Will Page: It has the potential to widen further because we have this topic, which we're going to get into in [00:11:00] future episodes, and for our listeners, I'm lining up some special guests for this, the great resignation. Like, 4.5 million Americans quit their jobs recently. Hundreds of thousands of British people are quitting their jobs. What I think people are sleeping on in terms of the economics of this great resignation is if you want to get them back into work, you're going to have to bid wages up even higher.

Richard Kramer: Mm-hmm [affirmative].

Will Page: Which is gonna push inflation up even higher, which is gonna widen this gap between the rate of inflation and interest rates. So if people are getting out of bond markets and equities now, what's left is gonna have more exitus in the future surely?

Richard Kramer: So one thing I would hark back to is the fact that, in the past 12 years, since the global financial crisis, all of the major central banks in the US, in Europe, in the UK, in Japan have all been engaged in printing money. So they have flooded the zone in terms of the money supply, and I'm sure when you were studying macro economics as a young lad, you learned a lot about M1 and M2, [00:12:00] money supply, and so forth. And- and the more money you pump into the economy, the natural hum for it is to be- and to see inflation across the board. Whether it's what you paid for a pint of milk or some digestive biscuits, what you paid in university from what you pay today, what happens in wages, what happens to a range of goods, we are clearly seeing inflation across the board in labor, in commodities, in a whole range of areas. And some of that has been sparked or pushed forward by the fact that we effectively took a year out of producing additional products or commodities.

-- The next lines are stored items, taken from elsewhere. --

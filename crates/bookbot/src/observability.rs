//! Logging and tracing setup.
//!
//! Human-readable events go to stderr. When a log file or directory is
//! configured, the same events are also written as JSON lines through a
//! non-blocking appender; keep the returned guard alive until exit so the
//! file is flushed.

use std::io::IsTerminal;
use std::path::{Path, PathBuf};

use anyhow::Context;
use tracing_appender::non_blocking::WorkerGuard;
use tracing_subscriber::EnvFilter;
use tracing_subscriber::fmt;
use tracing_subscriber::prelude::*;

/// Explicit log file path.
const ENV_LOG_PATH: &str = "BOOKBOT_LOG_PATH";
/// Log directory; the file inside it is [`LOG_FILE_NAME`].
const ENV_LOG_DIR: &str = "BOOKBOT_LOG_DIR";
/// File name used inside a log directory.
const LOG_FILE_NAME: &str = "bookbot.jsonl";

/// Where file logs go, if anywhere.
#[derive(Debug, Clone, Default, PartialEq, Eq)]
pub struct ObservabilityConfig {
    /// Exact file to append JSON lines to.
    pub log_path: Option<PathBuf>,
    /// Directory to write [`LOG_FILE_NAME`] into.
    pub log_dir: Option<PathBuf>,
}

impl ObservabilityConfig {
    /// Read the log environment variables, letting `log_dir` from the
    /// configuration take precedence over `BOOKBOT_LOG_DIR`.
    pub fn from_env_with_overrides(log_dir: Option<PathBuf>) -> Self {
        let from_env = |key: &str| {
            std::env::var_os(key)
                .filter(|v| !v.is_empty())
                .map(PathBuf::from)
        };
        Self {
            log_path: from_env(ENV_LOG_PATH),
            log_dir: log_dir.or_else(|| from_env(ENV_LOG_DIR)),
        }
    }

    /// Directory and file name of the log file, if file logging is on.
    fn target(&self) -> Option<(PathBuf, String)> {
        if let Some(ref path) = self.log_path {
            let dir = path
                .parent()
                .filter(|p| !p.as_os_str().is_empty())
                .map_or_else(|| PathBuf::from("."), Path::to_path_buf);
            let name = path
                .file_name()
                .map_or_else(|| LOG_FILE_NAME.to_string(), |n| n.to_string_lossy().into_owned());
            return Some((dir, name));
        }
        self.log_dir
            .as_ref()
            .map(|dir| (dir.clone(), LOG_FILE_NAME.to_string()))
    }
}

/// Keeps the file appender running. Drop it last.
#[derive(Debug)]
pub struct ObservabilityGuard {
    _file: Option<WorkerGuard>,
}

/// Build the event filter.
///
/// `RUST_LOG` wins when set. Otherwise `-q` means errors only, `-v` debug,
/// `-vv` trace, and with neither the configured level applies.
pub fn env_filter(quiet: bool, verbose: u8, default_level: &str) -> EnvFilter {
    if let Ok(filter) = EnvFilter::try_from_default_env() {
        return filter;
    }
    let level = match (quiet, verbose) {
        (true, _) => "error",
        (false, 0) => default_level,
        (false, 1) => "debug",
        (false, _) => "trace",
    };
    EnvFilter::new(level)
}

/// Install the global subscriber.
///
/// # Errors
///
/// Fails when the log directory cannot be created or a subscriber is
/// already installed.
pub fn init_observability(
    cfg: &ObservabilityConfig,
    filter: EnvFilter,
) -> anyhow::Result<ObservabilityGuard> {
    let stderr_layer = fmt::layer()
        .with_writer(std::io::stderr)
        .with_target(false)
        .with_ansi(std::io::stderr().is_terminal());

    let mut guard = None;
    let file_layer = match cfg.target() {
        Some((dir, name)) => {
            std::fs::create_dir_all(&dir)
                .with_context(|| format!("failed to create log directory {}", dir.display()))?;
            let appender = tracing_appender::rolling::never(&dir, name);
            let (writer, worker) = tracing_appender::non_blocking(appender);
            guard = Some(worker);
            Some(fmt::layer().json().with_writer(writer))
        }
        None => None,
    };

    tracing_subscriber::registry()
        .with(filter)
        .with(stderr_layer)
        .with(file_layer)
        .try_init()
        .context("failed to install tracing subscriber")?;

    Ok(ObservabilityGuard { _file: guard })
}

#[cfg(test)]
mod tests {
    use super::*;

    #[test]
    fn config_override_wins_for_log_dir() {
        let cfg = ObservabilityConfig::from_env_with_overrides(Some(PathBuf::from("/tmp/bb")));
        assert_eq!(cfg.log_dir.as_deref(), Some(Path::new("/tmp/bb")));
    }

    #[test]
    fn log_path_splits_into_dir_and_name() {
        let cfg = ObservabilityConfig {
            log_path: Some(PathBuf::from("/var/log/bookbot/run.jsonl")),
            log_dir: Some(PathBuf::from("/ignored")),
        };
        let (dir, name) = cfg.target().unwrap();
        assert_eq!(dir, PathBuf::from("/var/log/bookbot"));
        assert_eq!(name, "run.jsonl");
    }

    #[test]
    fn bare_file_name_logs_to_cwd() {
        let cfg = ObservabilityConfig {
            log_path: Some(PathBuf::from("run.jsonl")),
            log_dir: None,
        };
        let (dir, _) = cfg.target().unwrap();
        assert_eq!(dir, PathBuf::from("."));
    }

    #[test]
    fn no_target_without_settings() {
        assert!(ObservabilityConfig::default().target().is_none());
    }
}
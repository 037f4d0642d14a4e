//! Readability command: Flesch reading ease and Flesch-Kincaid grade.

use bookbot_core::readability::{ReadabilityReport, readability};
use camino::Utf8PathBuf;
use clap::Args;
use tracing::{debug, instrument};

use super::metrics::{self, MetricReport};
use super::{OutputArgs, RunContext};

/// Arguments for the `readability` subcommand.
#[derive(Args, Debug)]
pub struct ReadabilityArgs {
    /// Files or directories to analyze
    #[arg(required = true)]
    pub paths: Vec<Utf8PathBuf>,

    #[command(flatten)]
    pub output: OutputArgs,
}

impl MetricReport for ReadabilityReport {
    const COMMAND: &'static str = "readability";
    const TITLE: &'static str = "BOOKBOT (READABILITY)";
    const SECTION: &'static str = "METRICS";

    fn headers() -> &'static [&'static str] {
        &[
            "sentences",
            "words",
            "syllables",
            "avg_sentence_length",
            "avg_syllables_per_word",
            "flesch_reading_ease",
            "flesch_kincaid_grade",
        ]
    }

    fn cells(&self) -> Vec<String> {
        vec![
            self.num_sentences.to_string(),
            self.num_words.to_string(),
            self.num_syllables.to_string(),
            format!("{:.2}", self.avg_sentence_length),
            format!("{:.2}", self.avg_syllables_per_word),
            format!("{:.2}", self.flesch_reading_ease),
            format!("{:.2}", self.flesch_kincaid_grade),
        ]
    }

    fn text_lines(&self) -> Vec<String> {
        vec![
            format!("Sentences: {}", self.num_sentences),
            format!("Words: {}", self.num_words),
            format!("Syllables: {}", self.num_syllables),
            format!("Avg sentence length: {:.2}", self.avg_sentence_length),
            format!("Avg syllables/word: {:.2}", self.avg_syllables_per_word),
            format!("Flesch Reading Ease: {:.2}", self.flesch_reading_ease),
            format!("Flesch-Kincaid Grade: {:.2}", self.flesch_kincaid_grade),
        ]
    }
}

/// Score the readability of every input file.
#[instrument(name = "cmd_readability", skip_all, fields(paths = args.paths.len()))]
pub fn cmd_readability(args: ReadabilityArgs, ctx: RunContext<'_>) -> anyhow::Result<()> {
    debug!("executing readability command");
    metrics::run(ctx, &args.paths, &args.output, None, readability)
}

#[cfg(test)]
mod tests {
    use super::*;

    #[test]
    fn cells_match_headers() {
        let report = readability("The cat sat. The dog ran.");
        assert_eq!(report.cells().len(), ReadabilityReport::headers().len());
        assert_eq!(report.cells()[0], "2");
    }

    #[test]
    fn text_lines_use_two_decimals() {
        let report = readability("The cat sat.");
        let lines = report.text_lines();
        assert_eq!(lines[0], "Sentences: 1");
        assert_eq!(lines[3], "Avg sentence length: 3.00");
    }
}
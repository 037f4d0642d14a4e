//! Shared runner for the `chars`, `words`, and `ngrams` commands.

use anyhow::bail;
use bookbot_core::{FileReport, MetricKind, OutputFormat, TaskOptions, TaskResult, run_batch};
use camino::Utf8PathBuf;
use serde::Serialize;
use serde_json::{Value, json};
use tracing::{debug, info};

use super::{OutputArgs, REPORT_VERSION, RunContext, emit, input_files, progress_bar};
use crate::render::{Table, display_key, histogram};

/// A frequency command, ready to run.
#[derive(Debug)]
pub struct FrequencyRun<'a> {
    /// Paths from the command line.
    pub paths: &'a [Utf8PathBuf],
    /// Per-task options.
    pub options: TaskOptions,
    /// Worker count from `--jobs`.
    pub jobs: Option<usize>,
    /// Format and destination.
    pub output: &'a OutputArgs,
    /// Print a histogram after each text report.
    pub histogram: bool,
}

#[derive(Serialize)]
struct FrequencyPayload {
    report_version: u32,
    command: &'static str,
    #[serde(skip_serializing_if = "Option::is_none")]
    n: Option<usize>,
    #[serde(skip_serializing_if = "Option::is_none")]
    letters_only: Option<bool>,
    #[serde(skip_serializing_if = "Option::is_none")]
    stopwords: Option<&'static str>,
    sort: &'static str,
    order: &'static str,
    top: Option<usize>,
    files: Vec<Value>,
}

/// Analyze every input file and print the reports in input order.
///
/// # Errors
///
/// Fails when there are no input files, when the worker pool cannot start,
/// when output cannot be written, or when every file failed.
pub fn run(ctx: RunContext<'_>, run: FrequencyRun<'_>) -> anyhow::Result<()> {
    let files = input_files(run.paths)?;
    let format = ctx.format(run.output.format);
    let jobs = run.jobs.or(ctx.config.jobs).unwrap_or(1).max(1);
    debug!(files = files.len(), jobs, format = %format, "running frequency batch");

    let progress = progress_bar(ctx.quiet, files.len());
    let results = run_batch(&files, &run.options, jobs, |_| {
        if let Some(ref pb) = progress {
            pb.inc(1);
        }
    })?;
    if let Some(pb) = progress {
        pb.finish_and_clear();
    }

    let mut reports = Vec::with_capacity(results.len());
    for result in &results {
        match result {
            TaskResult::Success(report) => {
                if format == OutputFormat::Text {
                    print_text(ctx, &run, report);
                }
                reports.push(report);
            }
            TaskResult::Failure { path, error } => ctx.report_failure(path, error),
        }
    }

    match format {
        OutputFormat::Text => {}
        OutputFormat::Json => {
            let payload = payload(&run.options, &reports);
            emit(&serde_json::to_string_pretty(&payload)?, run.output.out.as_deref())?;
        }
        table_format => {
            let table = table(run.options.metric, &reports);
            emit(&table.render(table_format)?, run.output.out.as_deref())?;
        }
    }

    info!(
        succeeded = reports.len(),
        failed = results.len() - reports.len(),
        "batch finished"
    );
    if reports.is_empty() {
        bail!("all {} input files failed", results.len());
    }
    Ok(())
}

fn print_text(ctx: RunContext<'_>, run: &FrequencyRun<'_>, report: &FileReport) {
    let metric = run.options.metric;
    match metric {
        MetricKind::Chars { .. } => {
            ctx.print_header("BOOKBOT", &report.path);
            print_word_total(report);
            println!("--------- CHARACTER COUNT -----------");
        }
        MetricKind::Words => {
            ctx.print_header("BOOKBOT (WORDS)", &report.path);
            print_word_total(report);
            println!("----------- WORD FREQUENCY -----------");
        }
        MetricKind::Ngrams { n } => {
            ctx.print_header(&format!("BOOKBOT (NGRAMS n={n})"), &report.path);
            println!("----------- NGRAM FREQUENCY -----------");
        }
    }

    for item in &report.items {
        println!("{}: {}", display_key(&item.key), item.count);
    }

    if run.histogram {
        let header = match metric {
            MetricKind::Chars { .. } => "--------- CHARACTER HISTOGRAM ---------",
            MetricKind::Words => "----------- WORD HISTOGRAM ------------",
            MetricKind::Ngrams { .. } => "----------- NGRAM HISTOGRAM -----------",
        };
        println!("\n{header}");
        let chart = histogram(&report.items, ctx.config.histogram_width);
        if !chart.is_empty() {
            println!("{chart}");
        }
    }

    if matches!(metric, MetricKind::Chars { .. }) && !ctx.quiet {
        println!("============= END =============");
    }
}

fn print_word_total(report: &FileReport) {
    println!("------------ WORD COUNT ------------");
    println!("Found {} total words", report.num_words.unwrap_or(0));
}

fn command_name(metric: MetricKind) -> &'static str {
    match metric {
        MetricKind::Chars { .. } => "chars",
        MetricKind::Words => "words",
        MetricKind::Ngrams { .. } => "ngrams",
    }
}

fn payload(options: &TaskOptions, reports: &[&FileReport]) -> FrequencyPayload {
    let metric = options.metric;
    let key = metric.key_label();
    let (n, letters_only, stopwords) = match metric {
        MetricKind::Chars { letters_only } => (None, Some(letters_only), None),
        MetricKind::Words => (None, None, Some(options.stopwords.as_str())),
        MetricKind::Ngrams { n } => (Some(n), None, Some(options.stopwords.as_str())),
    };

    let files = reports
        .iter()
        .map(|report| {
            let items: Vec<Value> = report
                .items
                .iter()
                .map(|item| json!({ key: item.key, "num": item.count }))
                .collect();
            match metric {
                MetricKind::Ngrams { n } => {
                    json!({ "path": report.path, "n": n, "items": items })
                }
                _ => json!({
                    "path": report.path,
                    "num_words": report.num_words.unwrap_or(0),
                    "items": items,
                }),
            }
        })
        .collect();

    FrequencyPayload {
        report_version: REPORT_VERSION,
        command: command_name(metric),
        n,
        letters_only,
        stopwords,
        sort: options.sort_key.label(key),
        order: options.order.as_str(),
        top: options.top,
        files,
    }
}

fn table(metric: MetricKind, reports: &[&FileReport]) -> Table {
    let key_header = match metric {
        MetricKind::Ngrams { n } => format!("{n}-gram"),
        other => other.key_label().to_string(),
    };
    let mut table = Table::new(["path".to_string(), key_header, "count".to_string()]);
    for report in reports {
        for item in &report.items {
            table.push([
                report.path.to_string(),
                item.key.clone(),
                item.count.to_string(),
            ]);
        }
    }
    table
}

#[cfg(test)]
mod tests {
    use super::*;
    use bookbot_core::{RankedItem, SortKey, StopwordList};

    fn report(path: &str, items: &[(&str, u64)]) -> FileReport {
        FileReport {
            path: Utf8PathBuf::from(path),
            num_words: Some(4),
            n: None,
            items: items
                .iter()
                .map(|&(key, count)| RankedItem {
                    key: key.to_string(),
                    count,
                })
                .collect(),
            top: None,
        }
    }

    #[test]
    fn chars_payload_shape() {
        let options = TaskOptions::new(MetricKind::Chars { letters_only: true });
        let r = report("a.txt", &[("l", 3), ("o", 2)]);
        let value = serde_json::to_value(payload(&options, &[&r])).unwrap();

        assert_eq!(value["report_version"], 1);
        assert_eq!(value["command"], "chars");
        assert_eq!(value["letters_only"], true);
        assert_eq!(value["sort"], "count");
        assert_eq!(value["order"], "desc");
        assert!(value["top"].is_null());
        assert!(value.get("stopwords").is_none());
        assert_eq!(value["files"][0]["num_words"], 4);
        assert_eq!(value["files"][0]["items"][0], json!({"char": "l", "num": 3}));
    }

    #[test]
    fn ngram_payload_names_key_sort() {
        let mut options = TaskOptions::new(MetricKind::Ngrams { n: 2 });
        options.sort_key = SortKey::Key;
        options.stopwords = StopwordList::English;
        let r = report("a.txt", &[("call me", 1)]);
        let value = serde_json::to_value(payload(&options, &[&r])).unwrap();

        assert_eq!(value["n"], 2);
        assert_eq!(value["sort"], "ngram");
        assert_eq!(value["stopwords"], "english");
        assert_eq!(value["files"][0]["n"], 2);
        assert!(value["files"][0].get("num_words").is_none());
        assert_eq!(value["files"][0]["items"][0]["ngram"], "call me");
    }

    #[test]
    fn table_has_one_row_per_item() {
        let a = report("a.txt", &[("whale", 3)]);
        let b = report("b.txt", &[("sea", 2), ("ship", 1)]);
        let table = table(MetricKind::Words, &[&a, &b]);
        assert_eq!(table.headers, vec!["path", "word", "count"]);
        assert_eq!(table.rows.len(), 3);
        assert_eq!(table.rows[2], vec!["b.txt", "ship", "1"]);
    }

    #[test]
    fn ngram_table_header_names_size() {
        let table = table(MetricKind::Ngrams { n: 3 }, &[]);
        assert_eq!(table.headers[1], "3-gram");
    }
}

So when all those factories were mothballed during COVID, well, they don't just hop back into production. And, instead, you have a gap in the market, which leaves less supply, and that creates greater [00:13:00] demand and inflation in the prices people are willing to pay for the demand. And that's fundamentally what's happened in the labor market. We have fewer people who want to go back to work, and just as much if not more demand for those workers. And, all of a sudden, people are wondering why wages go up.

Will Page: They key things for me here is that you got this exitus of the bond market, because inflation is above the rate of interest; you've got supply side shortages, which are going to place inflation up more; you've got wage price inflation, which is driven by expectation, which will push it up even more. So this stock market bubble that we're seeing could be bubbling for months and years to come.

Then, there's part two. Let's take the opposite perspective here. Let's see how this could turn from bull to bear. Back in a moment.

Welcome back to Bubble Trouble, conversations between myself and my colleague, Richard Kramer, where we're hitting on the subject [00:14:00] of peak FOMO, F-O-M-O, fear of missing out. The behavioral psychology of what's taken us this incredible bull market over the past 18 months, which has seen the world's stock market double in value.

Now, we're gonna go from bulls to bears. We're gonna flip the coin, and I want to understand what could turn this into a bear market. We should bear in mind, Richard, that our listeners get to hear this two or three weeks after we recorded it.

Richard Kramer: Huh. [laughs].

Will Page: So if this market pops, [laughs] clairvoyant credibility could rise. But let's start with this tentacle discussion. I want to get my head around options trading, which I struggle with. Coals, puts, betting on someone else's stock with somebody else's money. Option tradings are at record highs right now, and they're optimistic option tradings. How do I understand those option trades, and what's it telling me that we're still bidding with other people's money on other people's stock that things are gonna go up? Is that a bellwether for the future? Walk me through it.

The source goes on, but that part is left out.